Aphorismes 62

Je traite d’égal à égal les jours de douleur et ceux qui ne le sont pas, j’élèverais au rang de contagion toute cette supercherie de bonheur si je ne l’escamotais en y pensant.


Tout ce qui est capital me consterne.


Je m’assoupis parfois dans la douleur de penser, si je devais en crever, il ne resterait de moi que l’assurance de mes hystéries, de toutes mes vacuités.


L’objectivité m’apparaît comme la rage de ne penser qu’avec des images et leur sens.


Je me replie parfois comme un ver idéal qui a commis le forfait de s’acoquiner avec de l’humain.


Il est inutile d’aller plus loin, tout ce qui est insoutenable est déjà à portée de main.


Philosopher sur le « je »et se laisser corrompre par le « Tu »,tous les tus..


Le meilleur moyen de rester ininterrompu est de se taire à perpétuité.


Je mourrai insatisfait, ma pénitence aura été de vivre en le sachant.


Ecrire c’est regretter par distraction.


La vie s’abîme en cours.


La pensée ne peut être que d’emblée, après c’est de la fiente.


Je me gâche dans la fantaisie du dormir impunément.


J’ai foi dans la perfection du crever à l’horizontale, j’ai en désir d’être dans la position d’un christ alité mort d’une indigestion de vie.

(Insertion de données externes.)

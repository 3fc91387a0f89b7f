use std::collections::HashMap;

use axum::{
    extract::{Path, Query, State},
    http::StatusCode,
    routing::{delete, get, post, put},
    Json, Router,
};
use serde_json::{json, Value};
use tracing::{info, instrument, warn};
use uuid::Uuid;

use crate::{
    auth::repo::User,
    auth::services::AuthUser,
    error::ApiError,
    properties::{dto::Pagination, dto::PropertyResponse, repo as properties_repo},
    state::AppState,
};

use super::dto::{
    CreateRecommendationRequest, ReceivedRecommendation, RecommendationResponse,
    SentRecommendation,
};
use super::repo;

pub fn routes() -> Router<AppState> {
    Router::new()
        .route("/recommendations", post(create_recommendation))
        .route("/recommendations/received", get(received_recommendations))
        .route("/recommendations/sent", get(sent_recommendations))
        .route("/recommendations/:id/read", put(mark_recommendation_read))
        .route("/recommendations/:id", delete(delete_recommendation))
}

#[instrument(skip(state, payload))]
pub async fn create_recommendation(
    State(state): State<AppState>,
    user: AuthUser,
    Json(payload): Json<CreateRecommendationRequest>,
) -> Result<(StatusCode, Json<RecommendationResponse>), ApiError> {
    let recipient_email = payload.recipient_email.trim().to_lowercase();
    let property_id = payload.property_id.trim();
    if recipient_email.is_empty() || property_id.is_empty() {
        return Err(ApiError::bad_request(
            "Recipient email and property ID are required",
        ));
    }

    let property = properties_repo::find_by_display_id(&state.db, property_id)
        .await
        .map_err(ApiError::internal)?
        .ok_or_else(|| ApiError::not_found("Property not found"))?;

    let recipient = User::find_by_email(&state.db, &recipient_email)
        .await
        .map_err(ApiError::internal)?
        .ok_or_else(|| ApiError::not_found("Recipient user not found"))?;

    if recipient.id == user.user_id {
        warn!(user_id = %user.user_id, "self-recommendation rejected");
        return Err(ApiError::bad_request(
            "Cannot recommend a property to yourself",
        ));
    }

    let message = payload.message.unwrap_or_default();
    let recommendation = repo::create(
        &state.db,
        user.user_id,
        recipient.id,
        property.id,
        &message,
    )
    .await
    .map_err(ApiError::internal)?;

    info!(
        sender = %user.user_id,
        recipient = %recipient.id,
        property = %property.display_id,
        "recommendation created"
    );
    Ok((
        StatusCode::CREATED,
        Json(RecommendationResponse {
            id: recommendation.id,
            sender: recommendation.sender_id,
            recipient: recommendation.recipient_id,
            property: property.display_id,
            message: recommendation.message,
            is_read: recommendation.is_read,
            created_at: recommendation.created_at,
        }),
    ))
}

#[instrument(skip(state))]
pub async fn received_recommendations(
    State(state): State<AppState>,
    user: AuthUser,
    Query(params): Query<HashMap<String, String>>,
) -> Result<Json<Value>, ApiError> {
    let page = Pagination::from_query(&params);

    let rows = repo::list_received(&state.db, user.user_id, page.limit, page.offset())
        .await
        .map_err(ApiError::internal)?;
    let total = repo::count_received(&state.db, user.user_id)
        .await
        .map_err(ApiError::internal)?;

    let items: Vec<ReceivedRecommendation> = rows
        .into_iter()
        .map(|(r, sender, property)| ReceivedRecommendation {
            id: r.id,
            sender,
            property: PropertyResponse::from(property),
            message: r.message,
            is_read: r.is_read,
            created_at: r.created_at,
        })
        .collect();

    Ok(Json(json!({
        "items": items,
        "page": page.page,
        "pages": page.pages(total),
        "total": total,
    })))
}

#[instrument(skip(state))]
pub async fn sent_recommendations(
    State(state): State<AppState>,
    user: AuthUser,
    Query(params): Query<HashMap<String, String>>,
) -> Result<Json<Value>, ApiError> {
    let page = Pagination::from_query(&params);

    let rows = repo::list_sent(&state.db, user.user_id, page.limit, page.offset())
        .await
        .map_err(ApiError::internal)?;
    let total = repo::count_sent(&state.db, user.user_id)
        .await
        .map_err(ApiError::internal)?;

    let items: Vec<SentRecommendation> = rows
        .into_iter()
        .map(|(r, recipient, property)| SentRecommendation {
            id: r.id,
            recipient,
            property: PropertyResponse::from(property),
            message: r.message,
            is_read: r.is_read,
            created_at: r.created_at,
        })
        .collect();

    Ok(Json(json!({
        "items": items,
        "page": page.page,
        "pages": page.pages(total),
        "total": total,
    })))
}

#[instrument(skip(state))]
pub async fn mark_recommendation_read(
    State(state): State<AppState>,
    user: AuthUser,
    Path(id): Path<Uuid>,
) -> Result<Json<Value>, ApiError> {
    let recommendation = repo::find(&state.db, id)
        .await
        .map_err(ApiError::internal)?
        .ok_or_else(|| ApiError::not_found("Recommendation not found"))?;

    // Only the recipient may flip the read flag.
    if recommendation.recipient_id != user.user_id {
        return Err(ApiError::forbidden(
            "Not authorized to update this recommendation",
        ));
    }

    repo::mark_read(&state.db, recommendation.id)
        .await
        .map_err(ApiError::internal)?;

    Ok(Json(json!({ "message": "Recommendation marked as read" })))
}

#[instrument(skip(state))]
pub async fn delete_recommendation(
    State(state): State<AppState>,
    user: AuthUser,
    Path(id): Path<Uuid>,
) -> Result<Json<Value>, ApiError> {
    let recommendation = repo::find(&state.db, id)
        .await
        .map_err(ApiError::internal)?
        .ok_or_else(|| ApiError::not_found("Recommendation not found"))?;

    // Either end of the edge may remove it.
    if recommendation.sender_id != user.user_id && recommendation.recipient_id != user.user_id {
        return Err(ApiError::forbidden(
            "Not authorized to delete this recommendation",
        ));
    }

    repo::delete(&state.db, recommendation.id)
        .await
        .map_err(ApiError::internal)?;

    info!(recommendation = %id, user_id = %user.user_id, "recommendation deleted");
    Ok(Json(json!({ "message": "Recommendation removed" })))
}
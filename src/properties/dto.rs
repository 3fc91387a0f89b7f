use std::collections::HashMap;

use serde::{Deserialize, Serialize};
use time::OffsetDateTime;
use uuid::Uuid;

use super::repo::{Furnished, ListedBy, ListingType, NewProperty, Property, PropertyChanges};
use crate::error::{ApiError, FieldError};

/// A listing as clients see it: `id` is the display id.
#[derive(Debug, Serialize)]
#[serde(rename_all = "camelCase")]
pub struct PropertyResponse {
    pub id: String,
    pub title: String,
    #[serde(rename = "type")]
    pub property_type: String,
    pub price: f64,
    pub state: String,
    pub city: String,
    pub area_sq_ft: f64,
    pub bedrooms: i32,
    pub bathrooms: i32,
    pub amenities: String,
    pub furnished: Furnished,
    #[serde(with = "time::serde::rfc3339")]
    pub available_from: OffsetDateTime,
    pub listed_by: ListedBy,
    pub tags: String,
    pub color_theme: String,
    pub rating: f64,
    pub is_verified: bool,
    pub listing_type: ListingType,
    pub created_by: Uuid,
    #[serde(with = "time::serde::rfc3339")]
    pub created_at: OffsetDateTime,
    #[serde(with = "time::serde::rfc3339")]
    pub updated_at: OffsetDateTime,
}

impl From<Property> for PropertyResponse {
    fn from(p: Property) -> Self {
        Self {
            id: p.display_id,
            title: p.title,
            property_type: p.property_type,
            price: p.price,
            state: p.state,
            city: p.city,
            area_sq_ft: p.area_sq_ft,
            bedrooms: p.bedrooms,
            bathrooms: p.bathrooms,
            amenities: p.amenities,
            furnished: p.furnished,
            available_from: p.available_from,
            listed_by: p.listed_by,
            tags: p.tags,
            color_theme: p.color_theme,
            rating: p.rating,
            is_verified: p.is_verified,
            listing_type: p.listing_type,
            created_by: p.created_by,
            created_at: p.created_at,
            updated_at: p.updated_at,
        }
    }
}

/// Creation payload. Fields are optional so missing ones collect into the
/// `errors` array instead of failing deserialization one at a time.
#[derive(Debug, Deserialize)]
#[serde(rename_all = "camelCase")]
pub struct CreatePropertyRequest {
    pub title: Option<String>,
    #[serde(rename = "type")]
    pub property_type: Option<String>,
    pub price: Option<f64>,
    pub state: Option<String>,
    pub city: Option<String>,
    pub area_sq_ft: Option<f64>,
    pub bedrooms: Option<i32>,
    pub bathrooms: Option<i32>,
    pub amenities: Option<String>,
    pub furnished: Option<String>,
    #[serde(default, with = "time::serde::rfc3339::option")]
    pub available_from: Option<OffsetDateTime>,
    pub listed_by: Option<String>,
    pub tags: Option<String>,
    pub color_theme: Option<String>,
    pub rating: Option<f64>,
    pub is_verified: Option<bool>,
    pub listing_type: Option<String>,
}

impl CreatePropertyRequest {
    pub fn validate(self) -> Result<NewProperty, ApiError> {
        let mut errors = Vec::new();

        let title = self.title.unwrap_or_default();
        if title.trim().is_empty() {
            errors.push(FieldError::new("title", "Title is required"));
        }
        let property_type = self.property_type.unwrap_or_default();
        if property_type.trim().is_empty() {
            errors.push(FieldError::new("type", "Property type is required"));
        }
        if self.price.is_none() {
            errors.push(FieldError::new("price", "Price must be a number"));
        }
        let state = self.state.unwrap_or_default();
        if state.trim().is_empty() {
            errors.push(FieldError::new("state", "State is required"));
        }
        let city = self.city.unwrap_or_default();
        if city.trim().is_empty() {
            errors.push(FieldError::new("city", "City is required"));
        }
        if self.area_sq_ft.is_none() {
            errors.push(FieldError::new("areaSqFt", "Area must be a number"));
        }
        if self.bedrooms.is_none() {
            errors.push(FieldError::new("bedrooms", "Bedrooms must be an integer"));
        }
        if self.bathrooms.is_none() {
            errors.push(FieldError::new("bathrooms", "Bathrooms must be a number"));
        }
        let furnished = match self.furnished.as_deref().map(str::parse::<Furnished>) {
            Some(Ok(v)) => Some(v),
            _ => {
                errors.push(FieldError::new("furnished", "Invalid furnished status"));
                None
            }
        };
        if self.available_from.is_none() {
            errors.push(FieldError::new(
                "availableFrom",
                "Available date must be valid date",
            ));
        }
        let listed_by = match self.listed_by.as_deref().map(str::parse::<ListedBy>) {
            Some(Ok(v)) => Some(v),
            _ => {
                errors.push(FieldError::new("listedBy", "Invalid listed by value"));
                None
            }
        };
        let listing_type = match self.listing_type.as_deref().map(str::parse::<ListingType>) {
            Some(Ok(v)) => Some(v),
            _ => {
                errors.push(FieldError::new("listingType", "Invalid listing type"));
                None
            }
        };
        let rating = self.rating.unwrap_or(3.0);
        if !(1.0..=5.0).contains(&rating) {
            errors.push(FieldError::new("rating", "Rating must be between 1 and 5"));
        }

        if !errors.is_empty() {
            return Err(ApiError::validation(errors));
        }

        Ok(NewProperty {
            title,
            property_type,
            price: self.price.unwrap_or_default(),
            state,
            city,
            area_sq_ft: self.area_sq_ft.unwrap_or_default(),
            bedrooms: self.bedrooms.unwrap_or_default(),
            bathrooms: self.bathrooms.unwrap_or_default(),
            amenities: self.amenities.unwrap_or_default(),
            furnished: furnished.unwrap_or(Furnished::Unfurnished),
            available_from: self.available_from.unwrap_or(OffsetDateTime::UNIX_EPOCH),
            listed_by: listed_by.unwrap_or(ListedBy::Owner),
            tags: self.tags.unwrap_or_default(),
            color_theme: self.color_theme.unwrap_or_else(|| "#6ab45e".to_string()),
            rating,
            is_verified: self.is_verified.unwrap_or(false),
            listing_type: listing_type.unwrap_or(ListingType::Rent),
        })
    }
}

/// Partial-update payload; only the provided fields are validated and written.
#[derive(Debug, Deserialize)]
#[serde(rename_all = "camelCase")]
pub struct UpdatePropertyRequest {
    pub title: Option<String>,
    #[serde(rename = "type")]
    pub property_type: Option<String>,
    pub price: Option<f64>,
    pub state: Option<String>,
    pub city: Option<String>,
    pub area_sq_ft: Option<f64>,
    pub bedrooms: Option<i32>,
    pub bathrooms: Option<i32>,
    pub amenities: Option<String>,
    pub furnished: Option<String>,
    #[serde(default, with = "time::serde::rfc3339::option")]
    pub available_from: Option<OffsetDateTime>,
    pub listed_by: Option<String>,
    pub tags: Option<String>,
    pub color_theme: Option<String>,
    pub rating: Option<f64>,
    pub is_verified: Option<bool>,
    pub listing_type: Option<String>,
}

impl UpdatePropertyRequest {
    pub fn validate(self) -> Result<PropertyChanges, ApiError> {
        let mut errors = Vec::new();

        if let Some(title) = &self.title {
            if title.trim().is_empty() {
                errors.push(FieldError::new("title", "Title cannot be empty"));
            }
        }
        let furnished = match self.furnished.as_deref().map(str::parse::<Furnished>) {
            Some(Ok(v)) => Some(v),
            Some(Err(())) => {
                errors.push(FieldError::new("furnished", "Invalid furnished status"));
                None
            }
            None => None,
        };
        let listed_by = match self.listed_by.as_deref().map(str::parse::<ListedBy>) {
            Some(Ok(v)) => Some(v),
            Some(Err(())) => {
                errors.push(FieldError::new("listedBy", "Invalid listed by value"));
                None
            }
            None => None,
        };
        let listing_type = match self.listing_type.as_deref().map(str::parse::<ListingType>) {
            Some(Ok(v)) => Some(v),
            Some(Err(())) => {
                errors.push(FieldError::new("listingType", "Invalid listing type"));
                None
            }
            None => None,
        };
        if let Some(rating) = self.rating {
            if !(1.0..=5.0).contains(&rating) {
                errors.push(FieldError::new("rating", "Rating must be between 1 and 5"));
            }
        }

        if !errors.is_empty() {
            return Err(ApiError::validation(errors));
        }

        Ok(PropertyChanges {
            title: self.title,
            property_type: self.property_type,
            price: self.price,
            state: self.state,
            city: self.city,
            area_sq_ft: self.area_sq_ft,
            bedrooms: self.bedrooms,
            bathrooms: self.bathrooms,
            amenities: self.amenities,
            furnished,
            available_from: self.available_from,
            listed_by,
            tags: self.tags,
            color_theme: self.color_theme,
            rating: self.rating,
            is_verified: self.is_verified,
            listing_type,
        })
    }
}

/// Page selection for list endpoints. Out-of-range or unparseable values fall
/// back to the defaults.
#[derive(Debug, Clone, Copy, PartialEq, Eq)]
pub struct Pagination {
    pub page: i64,
    pub limit: i64,
}

impl Pagination {
    pub fn from_query(params: &HashMap<String, String>) -> Self {
        let page = params
            .get("page")
            .and_then(|v| v.parse::<i64>().ok())
            .filter(|p| *p >= 1)
            .unwrap_or(1);
        let limit = params
            .get("limit")
            .and_then(|v| v.parse::<i64>().ok())
            .filter(|l| *l >= 1)
            .unwrap_or(10);
        Self { page, limit }
    }

    pub fn offset(&self) -> i64 {
        (self.page - 1) * self.limit
    }

    pub fn pages(&self, total: i64) -> i64 {
        if total == 0 {
            0
        } else {
            (total + self.limit - 1) / self.limit
        }
    }
}

#[cfg(test)]
mod tests {
    use super::*;
    use time::macros::datetime;

    fn full_request() -> CreatePropertyRequest {
        CreatePropertyRequest {
            title: Some("Sunlit 2BHK".into()),
            property_type: Some("Apartment".into()),
            price: Some(25000.0),
            state: Some("Karnataka".into()),
            city: Some("Bangalore".into()),
            area_sq_ft: Some(1150.0),
            bedrooms: Some(2),
            bathrooms: Some(2),
            amenities: Some("lift|gym|pool".into()),
            furnished: Some("Semi".into()),
            available_from: Some(datetime!(2025-09-01 00:00 UTC)),
            listed_by: Some("Owner".into()),
            tags: Some("gated-community".into()),
            color_theme: None,
            rating: None,
            is_verified: None,
            listing_type: Some("rent".into()),
        }
    }

    #[test]
    fn valid_payload_fills_defaults() {
        let data = full_request().validate().unwrap();
        assert_eq!(data.rating, 3.0);
        assert!(!data.is_verified);
        assert_eq!(data.color_theme, "#6ab45e");
        assert_eq!(data.furnished, Furnished::Semi);
        assert_eq!(data.listing_type, ListingType::Rent);
    }

    #[test]
    fn missing_fields_are_collected_not_short_circuited() {
        let mut request = full_request();
        request.title = None;
        request.price = None;
        request.furnished = Some("Partly".into());
        let err = request.validate().unwrap_err();
        match err {
            ApiError::Validation(errors) => {
                let fields: Vec<_> = errors.iter().map(|e| e.field.as_str()).collect();
                assert_eq!(fields, vec!["title", "price", "furnished"]);
            }
            other => panic!("expected validation error, got {other:?}"),
        }
    }

    #[test]
    fn rating_out_of_range_is_rejected() {
        let mut request = full_request();
        request.rating = Some(5.5);
        assert!(request.validate().is_err());
    }

    #[test]
    fn update_accepts_any_subset() {
        let request = UpdatePropertyRequest {
            title: None,
            property_type: None,
            price: Some(30000.0),
            state: None,
            city: None,
            area_sq_ft: None,
            bedrooms: None,
            bathrooms: None,
            amenities: None,
            furnished: None,
            available_from: None,
            listed_by: None,
            tags: None,
            color_theme: None,
            rating: None,
            is_verified: None,
            listing_type: None,
        };
        let changes = request.validate().unwrap();
        assert_eq!(changes.price, Some(30000.0));
        assert!(changes.title.is_none());
    }

    #[test]
    fn update_rejects_blank_title() {
        let request = UpdatePropertyRequest {
            title: Some("  ".into()),
            property_type: None,
            price: None,
            state: None,
            city: None,
            area_sq_ft: None,
            bedrooms: None,
            bathrooms: None,
            amenities: None,
            furnished: None,
            available_from: None,
            listed_by: None,
            tags: None,
            color_theme: None,
            rating: None,
            is_verified: None,
            listing_type: None,
        };
        assert!(request.validate().is_err());
    }

    #[test]
    fn pagination_defaults_and_clamps() {
        let mut params = HashMap::new();
        assert_eq!(
            Pagination::from_query(&params),
            Pagination { page: 1, limit: 10 }
        );

        params.insert("page".to_string(), "abc".to_string());
        params.insert("limit".to_string(), "0".to_string());
        assert_eq!(
            Pagination::from_query(&params),
            Pagination { page: 1, limit: 10 }
        );

        params.insert("page".to_string(), "3".to_string());
        params.insert("limit".to_string(), "25".to_string());
        let p = Pagination::from_query(&params);
        assert_eq!(p.offset(), 50);
        assert_eq!(p.pages(51), 3);
        assert_eq!(p.pages(50), 2);
        assert_eq!(p.pages(0), 0);
    }

    #[test]
    fn responses_use_the_original_wire_names() {
        let response = PropertyResponse {
            id: "PROP1001".into(),
            title: "t".into(),
            property_type: "Apartment".into(),
            price: 1.0,
            state: "s".into(),
            city: "c".into(),
            area_sq_ft: 2.0,
            bedrooms: 1,
            bathrooms: 1,
            amenities: String::new(),
            furnished: Furnished::Furnished,
            available_from: datetime!(2025-09-01 00:00 UTC),
            listed_by: ListedBy::Agent,
            tags: String::new(),
            color_theme: "#6ab45e".into(),
            rating: 3.0,
            is_verified: false,
            listing_type: ListingType::Sale,
            created_by: Uuid::new_v4(),
            created_at: datetime!(2025-09-01 00:00 UTC),
            updated_at: datetime!(2025-09-01 00:00 UTC),
        };
        let json = serde_json::to_string(&response).unwrap();
        assert!(json.contains("\"id\":\"PROP1001\""));
        assert!(json.contains("\"type\":\"Apartment\""));
        assert!(json.contains("\"areaSqFt\":2.0"));
        assert!(json.contains("\"listedBy\":\"Agent\""));
        assert!(json.contains("\"isVerified\":false"));
        assert!(json.contains("\"listingType\":\"sale\""));
    }
}
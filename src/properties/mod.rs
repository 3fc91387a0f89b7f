use crate::state::AppState;
use axum::Router;

pub mod dto;
pub mod filter;
pub mod handlers;
pub mod repo;

pub fn router() -> Router<AppState> {
    Router::new()
        .merge(handlers::read_routes())
        .merge(handlers::write_routes())
}
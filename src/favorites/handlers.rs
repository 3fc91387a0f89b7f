use std::collections::HashMap;

use axum::{
    extract::{Path, Query, State},
    http::StatusCode,
    routing::{delete, get, post},
    Json, Router,
};
use serde_json::{json, Value};
use tracing::{info, instrument};
use uuid::Uuid;

use crate::{
    auth::services::AuthUser,
    cache::COLLECTION_TTL_SECS,
    error::ApiError,
    properties::{dto::PropertyResponse, dto::Pagination, repo as properties_repo},
    state::AppState,
};

use super::dto::{AddFavoriteRequest, FavoriteItem, FavoriteResponse};
use super::repo;

pub fn routes() -> Router<AppState> {
    Router::new()
        .route("/favorites", post(add_favorite).get(list_favorites))
        .route("/favorites/:propertyId", delete(remove_favorite))
        .route("/favorites/check/:propertyId", get(check_favorite))
}

// Favorites responses are per-user, so their cache keys carry the user id and
// invalidation only ever touches that user's entries.
fn list_key(user_id: Uuid, page: &Pagination) -> String {
    format!(
        "api:/api/favorites/user/{user_id}?page={}&limit={}",
        page.page, page.limit
    )
}

fn check_key(user_id: Uuid, property_id: &str) -> String {
    format!("api:/api/favorites/user/{user_id}/check/{property_id}")
}

fn user_pattern(user_id: Uuid) -> String {
    format!("api:/api/favorites/user/{user_id}*")
}

#[instrument(skip(state, payload))]
pub async fn add_favorite(
    State(state): State<AppState>,
    user: AuthUser,
    Json(payload): Json<AddFavoriteRequest>,
) -> Result<(StatusCode, Json<FavoriteResponse>), ApiError> {
    let property_id = payload.property_id.trim();
    if property_id.is_empty() {
        return Err(ApiError::bad_request("Property ID is required"));
    }

    let property = properties_repo::find_by_display_id(&state.db, property_id)
        .await
        .map_err(ApiError::internal)?
        .ok_or_else(|| ApiError::not_found("Property not found"))?;

    if repo::exists(&state.db, user.user_id, property.id)
        .await
        .map_err(ApiError::internal)?
    {
        return Err(ApiError::conflict("Property is already in favorites"));
    }

    let favorite = match repo::add(&state.db, user.user_id, property.id).await {
        Ok(favorite) => favorite,
        // The pre-check raced a concurrent insert; surface it the same way.
        Err(e) if repo::is_unique_violation(&e) => {
            return Err(ApiError::conflict("Property is already in favorites"));
        }
        Err(e) => return Err(ApiError::internal(e)),
    };

    state.cache.invalidate(&user_pattern(user.user_id)).await;

    info!(user_id = %user.user_id, property = %property.display_id, "favorite added");
    Ok((
        StatusCode::CREATED,
        Json(FavoriteResponse {
            id: favorite.id,
            user: favorite.user_id,
            property: property.display_id,
            created_at: favorite.created_at,
        }),
    ))
}

#[instrument(skip(state))]
pub async fn remove_favorite(
    State(state): State<AppState>,
    user: AuthUser,
    Path(property_id): Path<String>,
) -> Result<Json<Value>, ApiError> {
    let property = properties_repo::find_by_display_id(&state.db, &property_id)
        .await
        .map_err(ApiError::internal)?
        .ok_or_else(|| ApiError::not_found("Favorite not found"))?;

    let removed = repo::remove(&state.db, user.user_id, property.id)
        .await
        .map_err(ApiError::internal)?;
    if !removed {
        return Err(ApiError::not_found("Favorite not found"));
    }

    state.cache.invalidate(&user_pattern(user.user_id)).await;

    info!(user_id = %user.user_id, property = %property_id, "favorite removed");
    Ok(Json(json!({ "message": "Property removed from favorites" })))
}

#[instrument(skip(state))]
pub async fn list_favorites(
    State(state): State<AppState>,
    user: AuthUser,
    Query(params): Query<HashMap<String, String>>,
) -> Result<Json<Value>, ApiError> {
    let page = Pagination::from_query(&params);

    let key = list_key(user.user_id, &page);
    if let Some(hit) = state.cache.get_json(&key).await {
        return Ok(Json(crate::cache::mark_cached(hit)));
    }

    let favorites = repo::list_for_user(&state.db, user.user_id, page.limit, page.offset())
        .await
        .map_err(ApiError::internal)?;
    let total = repo::count_for_user(&state.db, user.user_id)
        .await
        .map_err(ApiError::internal)?;

    let items: Vec<FavoriteItem> = favorites
        .into_iter()
        .map(|(favorite, property)| FavoriteItem {
            id: favorite.id,
            property: PropertyResponse::from(property),
            created_at: favorite.created_at,
        })
        .collect();

    let body = json!({
        "items": items,
        "page": page.page,
        "pages": page.pages(total),
        "total": total,
    });
    state.cache.put_json(&key, &body, COLLECTION_TTL_SECS).await;
    Ok(Json(body))
}

#[instrument(skip(state))]
pub async fn check_favorite(
    State(state): State<AppState>,
    user: AuthUser,
    Path(property_id): Path<String>,
) -> Result<Json<Value>, ApiError> {
    let key = check_key(user.user_id, &property_id);
    if let Some(hit) = state.cache.get_json(&key).await {
        return Ok(Json(crate::cache::mark_cached(hit)));
    }

    let property = properties_repo::find_by_display_id(&state.db, &property_id)
        .await
        .map_err(ApiError::internal)?;

    let is_favorite = match property {
        Some(property) => repo::exists(&state.db, user.user_id, property.id)
            .await
            .map_err(ApiError::internal)?,
        None => false,
    };

    let body = json!({ "isFavorite": is_favorite });
    state.cache.put_json(&key, &body, COLLECTION_TTL_SECS).await;
    Ok(Json(body))
}

#[cfg(test)]
mod tests {
    use super::*;

    #[test]
    fn cache_keys_are_scoped_to_the_user() {
        let user_id = Uuid::new_v4();
        let page = Pagination { page: 2, limit: 10 };

        let key = list_key(user_id, &page);
        assert_eq!(
            key,
            format!("api:/api/favorites/user/{user_id}?page=2&limit=10")
        );

        let check = check_key(user_id, "PROP1001");
        assert_eq!(
            check,
            format!("api:/api/favorites/user/{user_id}/check/PROP1001")
        );

        // The invalidation pattern covers both shapes, for this user only.
        let pattern = user_pattern(user_id);
        assert!(key.starts_with(pattern.trim_end_matches('*')));
        assert!(check.starts_with(pattern.trim_end_matches('*')));
    }
}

La vie s’abîme en chacun de nous.  

Quelle est cette volonté d’être qui nous pousse en avant, et qui nous retient tout autant dans l’inflation de la douleur de vivre ?


Tout me reste chimiquement et cliniquement étranger, l’étude de vivre au ralenti, me rend malheureux de ce même fait.


Tour à tour grave et doux, je me démarque du mensonge et du louvoiement en triomphant de la fatuité du dire.


Fatigué d’être, dans l’instantané de la parole je trouve les formes des parfaites impostures, des parfaits contresens, qui sont ces variétés d’action correspondant à l’existence dont je ne veux être le ludion.


La fatigue nous pousse jusqu’à la science des dommages, jusqu’aux phénomènes d’inertie, après, après il reste l’idée du suicide ou de la vie, selon qu’on s’y soit assermenté ou mis à sa marge.


A chaque fois que je veille j’oublie de réduire les faits de mon existence à des nécessités sans emploi, c’est ainsi qu’elles m’apparaissent comme des hymnes écrits pour finir aussitôt en autodafé.


Ecrire, c’est aller jusqu’au plus profond de sa chair, jusqu’aux os, c’est frôler les stratégies de vivre sans s’écarter de celles de crever.


Les banalités sont nos décharges privées, tout y serait superficiel, s’il n’y avait parfois, issues de nos profondeurs la salacité, la putridité de nos glandes, et que l’on sacralise.

comme un borné mais qui a du sens, pour indiquer ce qu’il faut incommettre.


Ne m’élever que jusqu’à moi, mais sans le recours de l’écœurement.


N’être tenté par rien d’autre que par un idéal reposoir, bref, un tombeau.


Tous nos mouvements ne devraient être que des gestes d’adieu.


Les livres qu’on referme sans les avoir lus,se donnent une destinée.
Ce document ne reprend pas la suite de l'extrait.